What you should do = From the line that has "let idx = rng.random_range(0..legal.len());" down to the final line of the listing below, transcribe every line exactly, and only those.

Source material =

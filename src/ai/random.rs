use rand::Rng;

/// Pick uniformly from `legal`, or `None` when there is nothing to play.
pub fn random_column<R: Rng + ?Sized>(legal: &[usize], rng: &mut R) -> Option<usize> {
    if legal.is_empty() {
        return None;
    }
    let idx = rng.random_range(0..legal.len());
    Some(legal[idx])
}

Exercise answer =
    let idx = rng.random_range(0..legal.len());
    Some(legal[idx])
}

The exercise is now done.